A helping hand can save the day
Stuck in a rut? Maybe a business coach could help dig you out. Nina Hendy reports.
Nikola Ellis was ready to quit her small business at the start of this year.
Her Mosman business, Adore Yoga, was yet to reach that critical breakthrough point where income and passion were matching her efforts after a decade of work. She felt demoralised.
But instead of joining the search for a new job, she hired a business coach who helped her identify aspects of the business that weren't profitable. She restructured her time and remunerated herself for it, which saw earnings grow by 18per cent in 2012-13.
"More importantly, I'm anticipating a significant increase in earnings for the business in 2013-14 because of the innovative direction we're now taking."
Ellis says she wanted to incorporate community engagement into her business model, but had lots of vague ideas that just weren't working.
Her coach suggested an event that attempted to beat the Guinness world record for the world's longest yoga chain. That bought together 1000 people to raise funds and support women with breast cancer.
"The momentum and goodwill generated by preparations for the event allowed me to implement activities that have expanded the business and enabled me to employ three more part-time teachers."
Business with Vivacity coach Fiona Redding says Ellis started with a three-month coaching program and is now starting a six-month group program.
"Business owners that seek out business coaching have reached a point where they know they need some objective assistance. They are generally very motivated to put in the hard yards to achieve business transformation and growth," Redding says.
Ellis is one of thousands of business owners across the country who turn to a coach to help them get out of a rut.
A coach can bring fresh perspectives on personal challenges, enhance decision-making skills and quality of life, according to The International Coach Federation.
A coach acts as a business partner rather than an expert or an authority, and contacts can be in person, by phone, Skype or email, the federation's website explains.
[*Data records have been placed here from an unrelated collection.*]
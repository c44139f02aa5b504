// Thu Oct 15 2026 - Alex

use crate::symbol::export::ExportedSymbol;
use goblin::pe::export::{ExportAddressTableEntry, Reexport};
use goblin::pe::PE;
use std::collections::HashSet;

/// Reads the export directory of a PE image. `None` when the bytes are not a
/// PE image or carry no export directory.
pub fn read_pe_exports(bytes: &[u8]) -> Option<Vec<ExportedSymbol>> {
    let pe = match PE::parse(bytes) {
        Ok(pe) => pe,
        Err(e) => {
            log::debug!("Not a PE image: {}", e);
            return None;
        }
    };

    let export_data = pe.export_data.as_ref()?;
    let ordinal_base = export_data.export_directory_table.ordinal_base;
    let ordinals = &export_data.export_ordinal_table;
    let aligned = ordinals.len() == pe.exports.len();

    let mut symbols = Vec::with_capacity(export_data.export_address_table.len());
    for (idx, export) in pe.exports.iter().enumerate() {
        let Some(name) = export.name else {
            continue;
        };

        let mut symbol = ExportedSymbol::new(name).with_hint(idx as u32);
        if aligned {
            if let Some(ordinal) = ordinals.get(idx).and_then(|&o| biased_ordinal(ordinal_base, o.into())) {
                symbol = symbol.with_ordinal(ordinal);
            }
        }

        match &export.reexport {
            Some(Reexport::DLLName { export: target, lib }) => {
                symbol = symbol.with_forward(&format!("{}.{}", lib, target));
            }
            Some(Reexport::DLLOrdinal { ordinal, lib }) => {
                symbol = symbol.with_forward(&format!("{}.#{}", lib, ordinal));
            }
            None => {
                symbol = symbol.with_rva(export.rva as u64);
            }
        }

        symbols.push(symbol);
    }

    symbols.extend(unnamed_exports(ordinal_base, &export_data.export_address_table, ordinals));
    Some(symbols)
}

/// Ordinal as a caller would use it: the table index plus the directory's
/// ordinal base. `None` when a malformed base pushes it past `u32::MAX`.
pub fn biased_ordinal(ordinal_base: u32, index: u32) -> Option<u32> {
    let ordinal = ordinal_base.checked_add(index);
    if ordinal.is_none() {
        log::warn!("Export ordinal overflows: base {} + index {}", ordinal_base, index);
    }
    ordinal
}

/// Address-table slots no name points at. Empty slots (RVA 0) are gaps in the
/// ordinal range and are not exports.
pub fn unnamed_exports(
    ordinal_base: u32,
    address_table: &[ExportAddressTableEntry],
    named_indices: &[u16],
) -> Vec<ExportedSymbol> {
    let named: HashSet<usize> = named_indices.iter().map(|&i| usize::from(i)).collect();

    address_table
        .iter()
        .enumerate()
        .filter(|(idx, _)| !named.contains(idx))
        .filter_map(|(idx, entry)| {
            let ordinal = biased_ordinal(ordinal_base, u32::try_from(idx).ok()?)?;
            let symbol = ExportedSymbol::new(&format!("Ordinal{}", ordinal)).with_ordinal(ordinal);
            match *entry {
                ExportAddressTableEntry::ExportRVA(0) => None,
                ExportAddressTableEntry::ExportRVA(rva) => Some(symbol.with_rva(u64::from(rva))),
                ExportAddressTableEntry::ForwarderRVA(_) => Some(symbol),
            }
        })
        .collect()
}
Emma Morgan also turned to a business coach a year after launching a creative-marketing support business for home-based businesses, called The Homemade Company. She hired Kathryn Hocking from Reverie Coaching for three months, which helped clarify her thoughts and open new ways to streamline her business.
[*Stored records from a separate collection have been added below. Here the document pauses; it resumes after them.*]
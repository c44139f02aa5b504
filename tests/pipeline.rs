// Thu Oct 15 2026 - Alex

use invocable_scanner::config::Config;
use invocable_scanner::output::TierLevel;
use invocable_scanner::pipeline::{AnalysisRun, DiscoveryPipeline, PipelineInputs};
use invocable_scanner::scoring::ConfidenceTier;
use std::fs;
use std::path::Path;
use tempfile::TempDir;

fn dump(rows: &[&str]) -> String {
    let mut text = String::from("Dump of file sample.dll\n\n    ordinal hint RVA      name\n\n");
    for row in rows {
        text.push_str("    ");
        text.push_str(row);
        text.push('\n');
    }
    text.push_str("\n  Summary\n\n        1000 .data\n");
    text
}

fn run_with(dir: &TempDir, rows: &[&str], headers: Option<&Path>, docs: Option<&Path>) -> AnalysisRun {
    let dump_path = dir.path().join("sample.txt");
    fs::write(&dump_path, dump(rows)).unwrap();

    let config = Config::default().with_output_dir(dir.path().join("out"));
    let pipeline = DiscoveryPipeline::new(config).unwrap();
    let inputs = PipelineInputs::for_dump(&dump_path)
        .with_headers(headers.map(Path::to_path_buf))
        .with_docs(docs.map(Path::to_path_buf));
    pipeline.run(&inputs).unwrap()
}

#[test]
fn test_bare_export_is_low_confidence() {
    let dir = TempDir::new().unwrap();
    let run = run_with(&dir, &["1    0 00001000 Foo"], None, None);

    let foo = &run.catalog()[0];
    assert_eq!(foo.name, "Foo");
    assert_eq!(foo.confidence, ConfidenceTier::Low);
    assert_eq!(foo.confidence_reasons, vec!["exported from binary".to_string()]);
    assert!(run.summary.is_consistent_with(run.catalog()));
}

#[test]
fn test_header_match_is_guaranteed() {
    let dir = TempDir::new().unwrap();
    let include = dir.path().join("include");
    fs::create_dir_all(&include).unwrap();
    fs::write(include.join("foo.h"), "/** Computes something */\nint Foo(int x, int y);\n").unwrap();

    let run = run_with(&dir, &["1    0 00001000 Foo"], Some(&include), None);
    let foo = &run.catalog()[0];
    assert_eq!(foo.confidence, ConfidenceTier::Guaranteed);
    assert_eq!(foo.signature.return_type.as_deref(), Some("int"));
    assert_eq!(foo.signature.parameters.as_deref(), Some("int x, int y"));
    assert_eq!(foo.documentation.summary.as_deref(), Some("Computes something"));
    assert!(foo.evidence.header_file.as_deref().unwrap().ends_with("foo.h"));
}

#[test]
fn test_forwarder_chain_resolves_to_final_target() {
    let dir = TempDir::new().unwrap();
    let run = run_with(
        &dir,
        &["1    0 -------- Foo = Baz", "2    1 -------- Bar = Foo"],
        None,
        None,
    );

    let bar = run.catalog().iter().find(|inv| inv.name == "Bar").unwrap();
    assert_eq!(bar.evidence.forwarded_to.as_deref(), Some("Foo"));
    assert_eq!(bar.evidence.resolved_target.as_deref(), Some("Baz"));
    assert!(bar.rva.is_none());
    assert!(bar
        .confidence_reasons
        .iter()
        .any(|r| r == "forwarded reference resolved"));
}

#[test]
fn test_duplicate_rows_collapse() {
    let dir = TempDir::new().unwrap();
    let run = run_with(&dir, &["1    0 00001000 Foo", "1    0 00001000 Foo"], None, None);

    assert_eq!(run.export_count(), 1);
    assert_eq!(run.extraction.duplicates, 1);
    assert_eq!(run.catalog().len(), 1);
}

#[test]
fn test_fields_survive_in_dump_order() {
    let dir = TempDir::new().unwrap();
    let run = run_with(
        &dir,
        &["3    0 00003000 Zeta", "1    1 00001000 Alpha", "4    3 00004000 GetSummaryInfo", "2    2 00002000 Mid"],
        None,
        None,
    );

    let names: Vec<&str> = run.catalog().iter().map(|inv| inv.name.as_str()).collect();
    assert_eq!(names, vec!["Zeta", "Alpha", "GetSummaryInfo", "Mid"]);

    let alpha = &run.catalog()[1];
    assert_eq!(alpha.ordinal, Some(1));
    assert_eq!(alpha.hint.as_deref(), Some("1"));
    assert_eq!(alpha.rva.as_deref(), Some("00001000"));
}

#[test]
fn test_headers_without_docs_emit_tier2_and_tier4() {
    let dir = TempDir::new().unwrap();
    let include = dir.path().join("include");
    fs::create_dir_all(&include).unwrap();
    fs::write(include.join("api.h"), "void Foo(void);\n").unwrap();

    let run = run_with(&dir, &["1    0 00001000 Foo", "2    1 00002000 Bar"], Some(&include), None);
    let out = dir.path().join("out");

    assert!(run.bundle(TierLevel::Tier1).is_none());
    assert!(run.bundle(TierLevel::Tier3).is_none());
    assert!(out.join("sample_tier2_invocables.json").exists());
    assert!(out.join("sample_tier4_api.csv").exists());
    assert!(out.join("sample_tier5_metadata.json").exists());
    assert!(out.join("sample_tiers.md").exists());
    assert!(!out.join("sample_tier1_invocables.json").exists());

    let tier4 = run.bundle(TierLevel::Tier4).unwrap();
    assert!(tier4.invocables.iter().all(|inv| inv.evidence.header_file.is_none()));

    let summary = fs::read_to_string(out.join("sample_confidence_summary.txt")).unwrap();
    assert!(summary.contains("complete signature from header file"));
}

#[test]
fn test_tier1_needs_documentation_corpus() {
    let dir = TempDir::new().unwrap();
    let include = dir.path().join("include");
    let docs = dir.path().join("docs");
    fs::create_dir_all(&include).unwrap();
    fs::create_dir_all(&docs).unwrap();
    fs::write(include.join("api.h"), "int Foo(int x);\n").unwrap();
    fs::write(docs.join("guide.md"), "Call Foo before anything else.\n").unwrap();

    let run = run_with(&dir, &["1    0 00001000 Foo"], Some(&include), Some(&docs));
    let tier1 = run.bundle(TierLevel::Tier1).unwrap();
    assert_eq!(tier1.invocables[0].documentation.references, vec!["guide.md".to_string()]);

    let tier2 = run.bundle(TierLevel::Tier2).unwrap();
    assert!(tier2.invocables[0].documentation.references.is_empty());
}

#[test]
fn test_empty_dump_still_writes_metadata() {
    let dir = TempDir::new().unwrap();
    let run = run_with(&dir, &[], None, None);

    assert_eq!(run.export_count(), 0);
    assert_eq!(run.emission.tiers, vec![TierLevel::Tier5]);
    assert!(dir.path().join("out").join("sample_tier5_metadata.md").exists());
}

#[test]
fn test_external_entries_only_join_the_unified_catalog() {
    let dir = TempDir::new().unwrap();
    let include = dir.path().join("include");
    fs::create_dir_all(&include).unwrap();
    fs::write(include.join("api.h"), "int Foo(int x);\n").unwrap();

    let com = dir.path().join("com.json");
    fs::write(
        &com,
        r#"[{"name": "Open", "kind": "com-object", "confidence": "guaranteed",
             "signature": {"full_prototype": "HRESULT Open(BSTR path)"},
             "metadata": {"clsid": "{00000000-0000-0000-0000-000000000001}"}}]"#,
    )
    .unwrap();

    let dump_path = dir.path().join("sample.txt");
    fs::write(&dump_path, dump(&["1    0 00001000 Foo"])).unwrap();
    let config = Config::default().with_output_dir(dir.path().join("out"));
    let inputs = PipelineInputs::for_dump(&dump_path)
        .with_headers(Some(include))
        .with_external(vec![com]);
    let run = DiscoveryPipeline::new(config).unwrap().run(&inputs).unwrap();

    assert!(run.catalog().iter().any(|inv| inv.name == "Open"));
    let tier4 = run.bundle(TierLevel::Tier4).unwrap();
    assert!(tier4.invocables.iter().all(|inv| inv.name != "Open"));
}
"Having someone to bounce ideas off and be able to talk through my new business ideas has given me confidence and clarity on how I can better serve my clients in the future," she says.
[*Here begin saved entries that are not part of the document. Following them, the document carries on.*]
// Thu Oct 15 2026 - Alex

use crate::scoring::{ConfidenceFactors, ConfidenceTier};
use serde::{Deserialize, Serialize};
use serde_json::{Map, Value};

#[derive(Debug, Clone, Copy, PartialEq, Eq, Hash, Serialize, Deserialize)]
#[serde(rename_all = "kebab-case")]
pub enum InvocableKind {
    Export,
    Method,
    ComObject,
    RpcMethod,
    ScriptFunction,
    #[serde(other)]
    Other,
}

impl InvocableKind {
    pub fn as_str(&self) -> &'static str {
        match self {
            InvocableKind::Export => "export",
            InvocableKind::Method => "method",
            InvocableKind::ComObject => "com-object",
            InvocableKind::RpcMethod => "rpc-method",
            InvocableKind::ScriptFunction => "script-function",
            InvocableKind::Other => "other",
        }
    }
}

#[derive(Debug, Clone, Default, PartialEq, Eq, Serialize, Deserialize)]
#[serde(default)]
pub struct Signature {
    pub return_type: Option<String>,
    pub parameters: Option<String>,
    pub calling_convention: Option<String>,
    pub full_prototype: Option<String>,
}

impl Signature {
    pub fn is_empty(&self) -> bool {
        self.return_type.is_none() && self.parameters.is_none() && self.full_prototype.is_none()
    }
}

#[derive(Debug, Clone, Default, PartialEq, Eq, Serialize, Deserialize)]
#[serde(default)]
pub struct Documentation {
    pub summary: Option<String>,
    pub description: Option<String>,
    pub source_file: Option<String>,
    pub source_line: Option<usize>,
    /// Documentation-corpus files mentioning the name.
    pub references: Vec<String>,
}

#[derive(Debug, Clone, Default, PartialEq, Eq, Serialize, Deserialize)]
#[serde(default)]
pub struct Evidence {
    pub discovered_by: String,
    pub header_file: Option<String>,
    pub forwarded_to: Option<String>,
    pub resolved_target: Option<String>,
    pub demangled_name: Option<String>,
}

/// How a caller would reach the entry.
#[derive(Debug, Clone, Default, PartialEq, Eq, Serialize, Deserialize)]
#[serde(default)]
pub struct Execution {
    pub method: String,
    pub target_path: String,
    pub function_name: String,
    pub ordinal: Option<u32>,
}

/// One entry of the catalog. Built once by the assembler (or loaded from an
/// external analyzer) and only read afterwards.
#[derive(Debug, Clone, PartialEq, Serialize, Deserialize)]
pub struct Invocable {
    pub name: String,
    pub kind: InvocableKind,
    pub confidence: ConfidenceTier,
    #[serde(default)]
    pub confidence_reasons: Vec<String>,
    #[serde(default)]
    pub confidence_factors: ConfidenceFactors,
    #[serde(default)]
    pub ordinal: Option<u32>,
    #[serde(default)]
    pub hint: Option<String>,
    #[serde(default)]
    pub rva: Option<String>,
    #[serde(default)]
    pub signature: Signature,
    #[serde(default)]
    pub documentation: Documentation,
    #[serde(default)]
    pub evidence: Evidence,
    #[serde(default)]
    pub execution: Execution,
    #[serde(default)]
    pub metadata: Map<String, Value>,
}

impl Invocable {
    pub fn key(&self) -> (&str, InvocableKind) {
        (&self.name, self.kind)
    }

    pub fn is_documented(&self) -> bool {
        self.documentation.summary.is_some() || !self.documentation.references.is_empty()
    }

    pub fn has_signature(&self) -> bool {
        self.confidence_factors.has_signature || !self.signature.is_empty()
    }

    pub fn metadata_str(&self, key: &str) -> Option<&str> {
        self.metadata.get(key).and_then(Value::as_str)
    }
}

#[cfg(test)]
mod tests {
    use super::*;

    #[test]
    fn test_external_entry_deserializes_with_defaults() {
        let json = r#"{
            "name": "Run",
            "kind": "script-function",
            "confidence": "medium",
            "metadata": {"source_type": "python"}
        }"#;
        let inv: Invocable = serde_json::from_str(json).unwrap();
        assert_eq!(inv.kind, InvocableKind::ScriptFunction);
        assert_eq!(inv.confidence, ConfidenceTier::Medium);
        assert_eq!(inv.metadata_str("source_type"), Some("python"));
        assert!(inv.signature.is_empty());
    }

    #[test]
    fn test_unknown_kind_maps_to_other() {
        let kind: InvocableKind = serde_json::from_str("\"cli-flag\"").unwrap();
        assert_eq!(kind, InvocableKind::Other);
        assert_eq!(serde_json::to_string(&InvocableKind::ComObject).unwrap(), "\"com-object\"");
    }
}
Melbourne business coach Russell Dowling says most owners call in a coach after being through some serious pain in their business.
"I find that once they've been through enough pain, they're prepared to change."
Poor time-management skills are common among small business owners, he says.
"So many business owners aren't getting the results they'd like to be getting and aren't earning what they had hoped. They also have no quality of life because they're working long hours. Many can't retain good employees and can never take a holiday or the wheels fall off."
Inefficient cost savings such as deciding against hiring a bookkeeper are common, he says.
"Coaching is about holding the business owner accountable. Many in business have the best intentions, but they have to be prepared to change."
Business coach Dr Warren Harmer says coaches are easy to find, but most are pretty ordinary. Get in touch with business networks for recommendations, he says.
Small business owners would learn a lot more from a coach who has owned a small business before their current business, as real-life experience is mandatory.
"Ask to speak to some of their existing and previous clients about how they found the experience. Also, ask what areas of business management the coach is strong and weaker in. For those areas they're weaker in, find out how they got help."
Fees also need to be affordable and any other expenses need to fit into the budget, he says.
"Many coaches ask for large up-front payments and long-term commitments that you can't get out of. Choose one that gives you an opportunity to see how they think, their work practices and attitudes before you commit to long and expensive periods of coaching."